At the same time this period saw a progressive reduction in the state control of industry and commerce. Capitalist production could and did expand more rapidly on the basis of unfettered individual enterprise once the barriers to its development had been removed. The role of the state more and more approximated to that of a policeman, regulating, by means of the courts and the legal system, the conflicts between individual capitalists, breaking the resistance of the other classes in society, as in the case cited by Marx – see footnote 3 – and providing the force, both defensive and aggressive, with which to overcome the resistance of foreign communities – usually pro-capitalist – who were unable, in their benighted ignorance, to appreciate the civilising activities of the British bourgeoisie. The ‘Opium Wars’ with China in 1939-41 and 1856-58, provide excellent examples of this latter function of the State. Provoked by the British Government by means of the usual faked ‘incident’ followed by humiliating demands, these wars were waged in order to compel the Chinese Government to remove the barriers to the flow of British goods – in the first place, of opium – into China. (the importation of opium, grown on a large scale in the British Indian Empire, was prohibited by the Chinese Government in order to protect their population fro its injurious effects.) the real issue, however, was the ‘right’ of British capitalists to flood the country with cheap manufactured goods, principally textiles, and thus to destroy the native industry and to dominate the country as was the case already in India. The results of these highly successful acts of aggression were the annexation of Hong Kong, the granting of special privileges to British traders – including the exemption from Chinese law; the so-called extra-territorial rights – in the ‘treaty Ports’ of Canton, Shanghai, Amoy, Foochow, Ningpo, and Tientsin, which were now opened to British trade. To meet the cost of this ‘civilising’ mission the Chinese Government were forced to pay a heavy indemnity.
Th first half of the nineteenth century saw the highest point of the development of individualist capitalism or “free enterprise”. Subsequently the tendency was in the opposite direction. Before considering this development it is necessary to draw some conclusions about the nature of the state. It is clear from the above outline that the state machine is not the neutral, classless institution of the liberal ideologists and their latter-day social-democratic imitators.

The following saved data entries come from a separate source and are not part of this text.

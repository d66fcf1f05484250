pub const NOMINAL_CROSSFADE_MS: u32 = 800;

/// The user's `prefers-reduced-motion` setting.
#[derive(Debug, Clone, Copy, PartialEq, Eq, Default)]
pub enum MotionPreference {
    #[default]
    Full,
    Reduced,
}

impl MotionPreference {
    pub fn from_reduce_flag(reduce: bool) -> Self {
        if reduce {
            MotionPreference::Reduced
        } else {
            MotionPreference::Full
        }
    }

    pub fn transition_ms(self, nominal_ms: u32) -> u32 {
        match self {
            MotionPreference::Full => nominal_ms,
            MotionPreference::Reduced => 0,
        }
    }
}

/// Opacity transition shared by every layer of one carousel.
#[derive(Debug, Clone, Copy, PartialEq, Eq)]
pub struct CrossFade {
    pub duration_ms: u32,
}

impl CrossFade {
    pub fn new(preference: MotionPreference, nominal_ms: u32) -> Self {
        Self {
            duration_ms: preference.transition_ms(nominal_ms),
        }
    }

    pub fn is_instant(&self) -> bool {
        self.duration_ms == 0
    }

    /// Inline style for one stacked layer.
    pub fn layer_style(&self, visible: bool) -> String {
        let opacity = if visible { 1 } else { 0 };
        if self.is_instant() {
            format!("opacity: {opacity}; transition: none;")
        } else {
            format!(
                "opacity: {opacity}; transition: opacity {}ms ease-in-out; will-change: opacity;",
                self.duration_ms
            )
        }
    }
}

#[cfg(test)]
mod tests {
    use super::*;

    #[test]
    fn reduced_motion_collapses_duration() {
        let fade = CrossFade::new(MotionPreference::Reduced, NOMINAL_CROSSFADE_MS);
        assert_eq!(fade.duration_ms, 0);
        assert!(fade.is_instant());
    }

    #[test]
    fn full_motion_keeps_nominal_duration() {
        let fade = CrossFade::new(MotionPreference::Full, NOMINAL_CROSSFADE_MS);
        assert_eq!(fade.duration_ms, 800);
    }

    #[test]
    fn instant_layers_have_no_transition() {
        let fade = CrossFade::new(MotionPreference::from_reduce_flag(true), 800);
        assert_eq!(fade.layer_style(true), "opacity: 1; transition: none;");
        assert_eq!(fade.layer_style(false), "opacity: 0; transition: none;");
    }

    #[test]
    fn animated_layers_carry_duration() {
        let fade = CrossFade::new(MotionPreference::from_reduce_flag(false), 800);
        assert!(fade.layer_style(false).contains("transition: opacity 800ms ease-in-out"));
    }
}
/// Which item of a carousel is showing.
///
/// The index is always `< len` (wraps both ways). A rotation over zero items
/// is inert: it stays at index 0 and every move is a no-op.
#[derive(Debug, Clone, Copy, PartialEq, Eq)]
pub struct Rotation {
    index: usize,
    len: usize,
}

impl Rotation {
    pub fn new(len: usize) -> Self {
        Self { index: 0, len }
    }

    pub fn index(&self) -> usize {
        self.index
    }

    pub fn len(&self) -> usize {
        self.len
    }

    pub fn is_empty(&self) -> bool {
        self.len == 0
    }

    pub fn is_current(&self, i: usize) -> bool {
        !self.is_empty() && self.index == i
    }

    pub fn advance(self) -> Self {
        if self.is_empty() {
            return self;
        }
        Self {
            index: (self.index + 1) % self.len,
            ..self
        }
    }

    pub fn retreat(self) -> Self {
        if self.is_empty() {
            return self;
        }
        Self {
            index: (self.index + self.len - 1) % self.len,
            ..self
        }
    }

    /// Jump straight to slide `i` (taken modulo the item count).
    pub fn go_to(self, i: usize) -> Self {
        if self.is_empty() {
            return self;
        }
        Self {
            index: i % self.len,
            ..self
        }
    }
}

A state consists essentially of an armed force and a bureaucracy, separated from and standing above the people. It is an instrument of coercion:
“It is normally the state of the most powerful, economically ruling class, which by its means becomes also the politically ruling class, and so acquires new means of holding down and exploiting the oppressed class.”
(Engels, The Origin of the Family, Private Property, and the State, Chap. IX)
There are periods, however, (the early seventeenth century in Britain, for example) when the state is able to act as a power in itself, not directly dependent on the ruling, economically dominant class, when:
“the warring classes are so nearly equal in forces that the state power, as apparent mediator, acquires for the moment a certain independence in relation to both.”
Such periods are always periods of transition from one form of society to another. Such a period is the one in which we live.
By the end of the nineteenth century the process of the centralisation of capital was already far advanced. Competition was giving way or had already given way, to monopoly in the heavy industries. Finance capital (i.e. capital controlled by the banks and insurance companies and used in industrial production) was rapidly assuming a dominant position in the economy. The financial oligarchy was well on its way to expropriating the ‘pure’ industrial capitalist. Modern imperialism, (i.e., imperialism based on finance capital, as opposed to the older forms of imperialism based on mercantile capital) was setting the capitalist states at each other’s throats and leading to a rapid division of what was left of the pre-capitalist world between the big powers. The ‘peaceful’ expansion of capitalist production – was reaching its limits. The epoch of capitalism in decline, of imperialist wars of ‘redivision’, and of revolutionary upheavals was beginning.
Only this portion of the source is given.